Overall, exposure was linked to a 25% increased risk of developing rheumatoid arthritis. And in males, this risk increased to 40%.

And if you are a smoker or have a high Genetic Risk Score, it was associated with a very high risk of ACPA-positive disease, ranging from 16 to 68 times higher, compared with ‘triple non-exposure’.

According to a study that was just published in the Annals of Rheumatic Diseases, breathing in common occupational dust and fumes from agents such as vapours, gases, and solvents could increase the risk of developing rheumatoid arthritis.

In addition, they seem to exacerbate the negative effects of smoking and genetic vulnerability to the illness, according to the study.

Rheumatoid arthritis or RA in short is a chronic inflammatory illness that affects the joints and is characterized by severe inflammation that may make movement difficult or impossible. It affects around 1% of the global population.

Even though it is known that smoking cigarettes raises the risk of rheumatoid arthritis, no one knows what effect breathing in dust and fumes at work might have.

In order to determine this, the researchers used data from the Swedish Epidemiological Investigation of Rheumatoid Arthritis. This includes 4033 patients newly diagnosed between 1996 and 2017 and 6485 others matched for age and sex who were disease-free (comparison group).

Using a proven method, personal employment histories were used to estimate individual exposure to 32 airborne occupational chemicals.

According to whether they had genes that potentially raise their risk of developing rheumatoid arthritis, each participant was given a Genetic Risk Score (GRS).

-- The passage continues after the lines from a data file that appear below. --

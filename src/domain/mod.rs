pub mod catalog;
pub mod callsite;
pub mod extract;
pub mod graph;
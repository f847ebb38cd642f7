//! Call-Site Discovery
//!
//! Interprocedural traversal from one entry function, classifying every
//! call-shaped operation it reaches and collecting the direct calls into the
//! configured diagnostic-emitting symbol.

use crate::domain::graph::{Callee, FuncId, OpKind, OpRef, ProgramGraph};
use crate::errors::AuditError;
use std::collections::HashSet;

/// Normalized view over the low-level call encodings. An operand-indirected
/// call that resolves to exactly one concrete function is still `Direct`;
/// `ExceptionalDirect` is the invoke-style transfer with an unwind successor.
/// Adding a new encoding means adding a variant, not another branch ladder.
#[derive(Debug, Clone, PartialEq, Eq)]
pub enum CallShape {
    Direct(String),
    ExceptionalDirect(String),
    Indirect,
}

impl CallShape {
    pub fn is_direct(&self) -> bool {
        !matches!(self, CallShape::Indirect)
    }

    /// Callee linker symbol, for the direct shapes.
    pub fn symbol(&self) -> Option<&str> {
        match self {
            CallShape::Direct(s) | CallShape::ExceptionalDirect(s) => Some(s),
            CallShape::Indirect => None,
        }
    }
}

/// A classified call operation. The `op` handle is only meaningful against
/// the graph the matcher ran over.
#[derive(Debug, Clone)]
pub struct CallSiteDescriptor {
    pub op: OpRef,
    pub shape: CallShape,
    pub loc: Option<String>,
}

impl CallSiteDescriptor {
    pub fn is_direct(&self) -> bool {
        self.shape.is_direct()
    }

    pub fn callee_symbol(&self) -> Option<&str> {
        self.shape.symbol()
    }
}

/// Matched call sites for one entry function, deduplicated by operation
/// identity. Insertion order is discovery order, kept for reproducible
/// reports; equality is set equality over the operations.
#[derive(Debug, Default)]
pub struct MatchSet {
    sites: Vec<CallSiteDescriptor>,
    seen: HashSet<OpRef>,
}

impl MatchSet {
    pub fn insert(&mut self, site: CallSiteDescriptor) -> bool {
        if self.seen.insert(site.op) {
            self.sites.push(site);
            true
        } else {
            false
        }
    }

    pub fn iter(&self) -> impl Iterator<Item = &CallSiteDescriptor> {
        self.sites.iter()
    }

    pub fn len(&self) -> usize {
        self.sites.len()
    }

    pub fn is_empty(&self) -> bool {
        self.sites.is_empty()
    }

    pub fn contains(&self, op: OpRef) -> bool {
        self.seen.contains(&op)
    }
}

impl PartialEq for MatchSet {
    fn eq(&self, other: &Self) -> bool {
        self.seen == other.seen
    }
}

/// Walks the interprocedural control flow reachable from an entry function
/// and yields the direct calls into a target symbol.
pub struct CallSiteMatcher<'g> {
    graph: &'g ProgramGraph,
}

impl<'g> CallSiteMatcher<'g> {
    pub fn new(graph: &'g ProgramGraph) -> Self {
        Self { graph }
    }

    /// Classify one operation, or `None` if it is not call-shaped.
    pub fn descriptor(&self, op: OpRef) -> Option<CallSiteDescriptor> {
        let operation = self.graph.operation(op);
        let (callee, _args) = operation.kind.call_parts()?;

        let symbol = match callee {
            Callee::Symbol { symbol } => Some(symbol.clone()),
            Callee::Value { value } => self.graph.single_callee(*value).map(str::to_string),
        };

        let shape = match (symbol, &operation.kind) {
            (Some(s), OpKind::Invoke { .. }) => CallShape::ExceptionalDirect(s),
            (Some(s), _) => CallShape::Direct(s),
            (None, _) => CallShape::Indirect,
        };

        Some(CallSiteDescriptor {
            op,
            shape,
            loc: operation.loc.clone(),
        })
    }

    /// Collect every direct call to `target_symbol` reachable from
    /// `entry_symbol`, following direct calls into callees defined in the
    /// graph. Indirect calls are skipped, both as matches and as traversal
    /// edges; that is the documented limit of the analysis, not an error.
    pub fn find_matches(
        &self,
        entry_symbol: &str,
        target_symbol: &str,
    ) -> Result<MatchSet, AuditError> {
        let entry = self
            .graph
            .function_by_symbol(entry_symbol)
            .ok_or_else(|| AuditError::UnknownEntryFunction(entry_symbol.to_string()))?;

        let mut matches = MatchSet::default();
        let mut visited: HashSet<FuncId> = HashSet::new();
        let mut worklist: Vec<FuncId> = vec![entry];
        visited.insert(entry);

        while let Some(func) = worklist.pop() {
            let op_count = self.graph.function(func).ops.len();
            for index in 0..op_count {
                let op = OpRef { func, index };
                let Some(site) = self.descriptor(op) else {
                    continue;
                };
                let Some(callee) = site.callee_symbol().map(str::to_string) else {
                    continue; // indirect: cannot be matched or followed
                };

                if callee == target_symbol {
                    matches.insert(site);
                }
                // Follow the call so sites nested arbitrarily deep below the
                // entry are still found, including inside the target's own
                // body when it is defined in the graph. Callees without a
                // definition contribute nothing.
                if let Some(next) = self.graph.function_by_symbol(&callee) {
                    if visited.insert(next) {
                        worklist.push(next);
                    }
                }
            }
        }

        Ok(matches)
    }
}
// Command-line entry point for Errhound.

use anyhow::Result;
use clap::Parser;
use errhound::application::AuditUsecase;
use errhound::config::{AuditConfig, DEFAULT_TARGET_SYMBOL};
use errhound::domain::catalog::Catalog;
use errhound::infrastructure::{concurrency, load_artifacts, FlowValueResolver};
use errhound::ports::report::{JsonReporter, TextReporter};
use errhound::ports::ReportExporter;
use std::fs::File;
use std::io::{self, BufWriter, Write};
use std::path::Path;

#[derive(Parser, Debug)]
#[command(author, version, about, long_about = None)]
struct Cli {
    /// Program graph artifact file(s), JSON modules (can specify multiple)
    #[arg(short, long, required = true)]
    graph: Vec<String>,

    /// Catalog JSON mapping entry-point ids/names to linker symbols
    #[arg(short, long)]
    catalog: String,

    /// Position of the single catalog entry to analyze (out of range = all)
    #[arg(long)]
    api_id: Option<i64>,

    /// Linker symbol of the diagnostic-emitting function to search for
    #[arg(long, default_value = DEFAULT_TARGET_SYMBOL)]
    target_symbol: String,

    /// Argument position of the numeric diagnostic code operand
    #[arg(long, default_value_t = 1)]
    code_arg: usize,

    /// Argument position of the message operand
    #[arg(long, default_value_t = 3)]
    message_arg: usize,

    /// Output format (text, json)
    #[arg(short, long, default_value = "text")]
    format: String,

    /// Output file path (stdout when omitted)
    #[arg(short, long)]
    output: Option<String>,
}

fn main() -> Result<()> {
    let cli = Cli::parse();

    if let Err(e) = concurrency::init_thread_pool() {
        eprintln!("[Audit] Thread pool already initialized: {}", e);
    }

    // Catalog first: a malformed document must fail before the graph load.
    let catalog = Catalog::load(Path::new(&cli.catalog))?;
    let graph = load_artifacts(&cli.graph)?;

    let config = AuditConfig::new(cli.target_symbol.clone(), cli.code_arg, cli.message_arg);
    let resolver = FlowValueResolver::new();
    let usecase = AuditUsecase {
        graph: &graph,
        resolver: &resolver,
        config: &config,
    };

    let audits = usecase.run(&catalog, cli.api_id);

    let exporter: Box<dyn ReportExporter> = match cli.format.as_str() {
        "text" => Box::new(TextReporter),
        "json" => Box::new(JsonReporter),
        other => anyhow::bail!("Unknown output format: {}", other),
    };

    match &cli.output {
        Some(path) => {
            let file = File::create(path)?;
            let mut writer = BufWriter::new(file);
            exporter.export(&audits, &mut writer)?;
            writer.flush()?;
            println!("[Audit] Report written to {} (format: {})", path, cli.format);
        }
        None => {
            let stdout = io::stdout();
            let mut lock = stdout.lock();
            exporter.export(&audits, &mut lock)?;
        }
    }

    let unknown = audits.iter().filter(|a| a.outcome.is_err()).count();
    if unknown > 0 {
        eprintln!("[Audit] {} catalog entries had unknown entry functions", unknown);
        std::process::exit(1);
    }

    Ok(())
}
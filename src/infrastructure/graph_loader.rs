//! Program Artifact Loader
//!
//! Reads pre-built program-graph modules (the serialized output of the
//! external IR/value-flow pipeline) and merges them into one `ProgramGraph`.
//! Files are memory-mapped while parsing. Value ids are module-local in the
//! documents, so merging shifts them by the running size of the value table.

use anyhow::{Context, Result};
use memmap2::Mmap;
use serde::{Deserialize, Serialize};
use std::fs::File;
use std::path::Path;

use crate::domain::graph::{Callee, Function, OpKind, ProgramGraph, ValueId, ValueKind};

/// One serialized program-graph module.
#[derive(Debug, Default, Serialize, Deserialize)]
pub struct GraphModule {
    #[serde(default)]
    pub functions: Vec<Function>,
    #[serde(default)]
    pub values: Vec<ValueKind>,
}

/// Load and merge all artifact modules into a single graph.
pub fn load_artifacts<P: AsRef<Path>>(paths: &[P]) -> Result<ProgramGraph> {
    let mut graph = ProgramGraph::new();
    for path in paths {
        let module = read_module(path.as_ref())?;
        merge_module(&mut graph, module);
    }
    println!(
        "[Graph] Loaded {} function(s), {} value(s) from {} module(s)",
        graph.function_count(),
        graph.value_count(),
        paths.len()
    );
    Ok(graph)
}

fn read_module(path: &Path) -> Result<GraphModule> {
    let file = File::open(path)
        .with_context(|| format!("Failed to open program artifact {}", path.display()))?;
    // Read-only map of an immutable input file.
    let mmap = unsafe { Mmap::map(&file) }
        .with_context(|| format!("Failed to map program artifact {}", path.display()))?;
    let module: GraphModule = serde_json::from_slice(&mmap)
        .with_context(|| format!("Malformed program artifact {}", path.display()))?;
    check_value_refs(&module)
        .with_context(|| format!("Malformed program artifact {}", path.display()))?;
    Ok(module)
}

/// Value ids in a module are module-local and must index the module's own
/// value table. A dangling id would otherwise only surface deep inside
/// matching or extraction, so it is rejected before the module is merged.
fn check_value_refs(module: &GraphModule) -> Result<()> {
    let limit = module.values.len() as u32;
    let check = |id: ValueId| -> Result<()> {
        if id.0 < limit {
            Ok(())
        } else {
            anyhow::bail!(
                "value id {} is out of range (value table holds {} entries)",
                id.0,
                limit
            )
        }
    };

    for value in &module.values {
        match value {
            ValueKind::AddrOf { target } => check(*target)?,
            ValueKind::Flow { defs } => {
                for def in defs {
                    check(*def)?;
                }
            }
            _ => {}
        }
    }
    for function in &module.functions {
        for op in &function.ops {
            if let OpKind::Call { callee, args } | OpKind::Invoke { callee, args } = &op.kind {
                if let Callee::Value { value } = callee {
                    check(*value)?;
                }
                for arg in args {
                    check(*arg)?;
                }
            }
        }
    }
    Ok(())
}

/// Append one module to the graph, shifting its value ids past the values
/// already present.
pub fn merge_module(graph: &mut ProgramGraph, module: GraphModule) {
    let offset = graph.value_count() as u32;

    for mut value in module.values {
        shift_value_kind(&mut value, offset);
        graph.push_value(value);
    }
    for mut function in module.functions {
        for op in &mut function.ops {
            shift_op(&mut op.kind, offset);
        }
        graph.push_function(function);
    }
}

fn shift_value_kind(kind: &mut ValueKind, offset: u32) {
    match kind {
        ValueKind::AddrOf { target } => target.0 += offset,
        ValueKind::Flow { defs } => {
            for def in defs {
                def.0 += offset;
            }
        }
        _ => {}
    }
}

fn shift_op(kind: &mut OpKind, offset: u32) {
    if let OpKind::Call { callee, args } | OpKind::Invoke { callee, args } = kind {
        if let Callee::Value { value } = callee {
            value.0 += offset;
        }
        for arg in args {
            arg.0 += offset;
        }
    }
}

#[cfg(test)]
mod tests {
    use super::*;
    use crate::domain::graph::{Operation, ValueId};

    fn module_one() -> GraphModule {
        serde_json::from_str(
            r#"{
                "functions": [
                    {"symbol": "entry", "ops": [
                        {"op": "call", "callee": {"symbol": "emit"}, "args": [1], "loc": "a.cc:3"}
                    ]}
                ],
                "values": [
                    {"kind": "const_str", "value": "stale"},
                    {"kind": "const_int", "value": 11}
                ]
            }"#,
        )
        .unwrap()
    }

    fn module_two() -> GraphModule {
        serde_json::from_str(
            r#"{
                "functions": [
                    {"symbol": "emit", "ops": [
                        {"op": "call", "callee": {"value": 1}, "args": [0]}
                    ]}
                ],
                "values": [
                    {"kind": "const_int", "value": 22},
                    {"kind": "flow", "defs": [2]},
                    {"kind": "func_ref", "symbol": "inner"}
                ]
            }"#,
        )
        .unwrap()
    }

    #[test]
    fn merge_shifts_value_ids_per_module() {
        let mut graph = ProgramGraph::new();
        merge_module(&mut graph, module_one());
        merge_module(&mut graph, module_two());

        assert_eq!(graph.function_count(), 2);
        assert_eq!(graph.value_count(), 5);

        // Module one's ids are untouched.
        let entry = graph.function_by_symbol("entry").unwrap();
        let op: &Operation = graph.operation(crate::domain::graph::OpRef {
            func: entry,
            index: 0,
        });
        let (_, args) = op.kind.call_parts().unwrap();
        assert!(matches!(graph.value(args[0]), ValueKind::ConstInt { value: 11 }));

        // Module two's ids are shifted by two: its arg 0 is global id 2,
        // and its flow value feeds the callee which names `inner`.
        let emit = graph.function_by_symbol("emit").unwrap();
        let op = graph.operation(crate::domain::graph::OpRef {
            func: emit,
            index: 0,
        });
        let (callee, args) = op.kind.call_parts().unwrap();
        assert!(matches!(graph.value(args[0]), ValueKind::ConstInt { value: 22 }));
        match callee {
            Callee::Value { value } => {
                assert_eq!(*value, ValueId(3));
                assert_eq!(graph.single_callee(*value), Some("inner"));
            }
            Callee::Symbol { .. } => panic!("expected operand-indirected callee"),
        }
    }

    #[test]
    fn load_reads_json_artifacts_from_disk() {
        let dir = tempfile::tempdir().unwrap();
        let path = dir.path().join("module.json");
        std::fs::write(&path, serde_json::to_vec(&module_one()).unwrap()).unwrap();

        let graph = load_artifacts(&[&path]).unwrap();
        assert_eq!(graph.function_count(), 1);
        assert!(graph.function_by_symbol("entry").is_some());
    }

    #[test]
    fn malformed_artifact_fails_with_context() {
        let dir = tempfile::tempdir().unwrap();
        let path = dir.path().join("broken.json");
        std::fs::write(&path, b"{\"functions\": [{\"ops\": []}]}").unwrap();

        let err = load_artifacts(&[&path]).unwrap_err();
        assert!(err.to_string().contains("Malformed program artifact"));
    }

    #[test]
    fn dangling_operand_id_is_rejected_at_load() {
        let dir = tempfile::tempdir().unwrap();
        let path = dir.path().join("dangling.json");
        // The call references value 99, but the table holds a single entry.
        std::fs::write(
            &path,
            br#"{
                "functions": [
                    {"symbol": "entry", "ops": [
                        {"op": "call", "callee": {"symbol": "emit"}, "args": [0, 99]}
                    ]}
                ],
                "values": [{"kind": "const_int", "value": 1}]
            }"#,
        )
        .unwrap();

        let err = load_artifacts(&[&path]).unwrap_err();
        let chain = format!("{err:#}");
        assert!(chain.contains("Malformed program artifact"));
        assert!(chain.contains("value id 99 is out of range"));
    }

    #[test]
    fn dangling_flow_def_is_rejected_at_load() {
        let dir = tempfile::tempdir().unwrap();
        let path = dir.path().join("dangling_def.json");
        std::fs::write(
            &path,
            br#"{
                "functions": [],
                "values": [{"kind": "flow", "defs": [7]}]
            }"#,
        )
        .unwrap();

        let err = load_artifacts(&[&path]).unwrap_err();
        assert!(format!("{err:#}").contains("value id 7 is out of range"));
    }
}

Anti-citrullinated protein antibodies, or simply ACPA, are used to describe rheumatoid arthritis and determine if they are present or absent. Positive ACPA results in increased rates of erosive joint injury and a poorer prognosis.

Nearly three-quarters of individuals with rheumatoid arthritis who tested positive (73%) or negative (72%) for ACPA had been exposed to at least one occupational dust or fume, compared to around two-thirds (67%) of the control group.

Data analysis revealed that occupational exposure was not only linked to an increased chance of developing rheumatoid arthritis but also appeared to increase that risk by interacting with smoking and genetic vulnerability.

Overall, exposure to any occupational agent was linked to a 25% increased chance of developing ACPA-positive rheumatoid arthritis. And in males, this risk jumped to 40%.

In particular, 17 of 32 agents studied, including quartz, asbestos, diesel fumes, gasoline fumes, carbon monoxide, and fungicides, were significantly linked to an elevated chance of having ACPA-positive illness. Few substances, including quartz dust (silica), asbestos, and detergents, were highly linked to ACPA-negative illness.

The risk rose proportionally with the number of agents and period of exposure, with the highest correlations seen for exposures lasting between 8 and 15 years. Men were often exposed to more agents and for longer durations than women.

When compared to ‘triple non-exposure,’ ‘triple exposure’ to a workplace agent, plus smoking, plus a high GRS, was linked to a very high probability of ACPA-positive illness, ranging from 16 to 68 times greater.

The probability of developing ACPA-positive rheumatoid arthritis was 45 times greater for the threefold exposure to gasoline engine exhaust fumes, 28 times higher for diesel exhaust, 68 times higher for pesticides, and 32 times higher for quartz dust (silica). There was no significant difference in the same range for ACPA-negative illness.

Due to its observational nature, this research cannot determine the cause. The researchers also note a number of limitations in their findings: the study depended on personal recall, and although the exposure estimates were calculated using a validated approach, the results may be somewhat inaccurate.

And because there are often many agents in the air at the same time at work, it is hard to figure out which ones might be the cause.

Still, the researchers came to the following conclusion: “Occupational inhalable agents could act as important environmental triggers in RA development and interact with smoking and RA-risk genes, leading to an excessive risk for ACPA-positive RA.

“Our study emphasises the importance of occupational respiratory protections, particularly for individuals who are genetically predisposed to RA.” 

In a linked editorial, Dr. Jeffrey Sparks of Brigham and Women’s Hospital in Boston, USA, says that the study’s results have several important implications for how diseases develop and how they can be stopped.

“First, each occupational inhalable agent had a unique profile of the way it interacted with RA risk genes and with smoking….

These unique interactions suggest that if the relationship between inhalable agents and RA is indeed causal, they may do so via distinct pathways.”

Dr. Sparks, alluding to the greater connections discovered for ACPA positivity, notes that the data lend more credence to the notion that ACPA-positive rheumatoid arthritis may be quite different from ACPA-negative rheumatoid arthritis.

He comes to the conclusion that more has to be done in the field of public health to reduce the likelihood of rheumatoid arthritis.

“First, environmental health initiatives should reduce public exposure to ambient pollutants, including carbon monoxide and gasoline exhaust. Second, occupational health initiatives should mitigate occupational hazards, including detergents and asbestos. Third, public health initiatives should continue to reduce cigarette smoking,” he adds.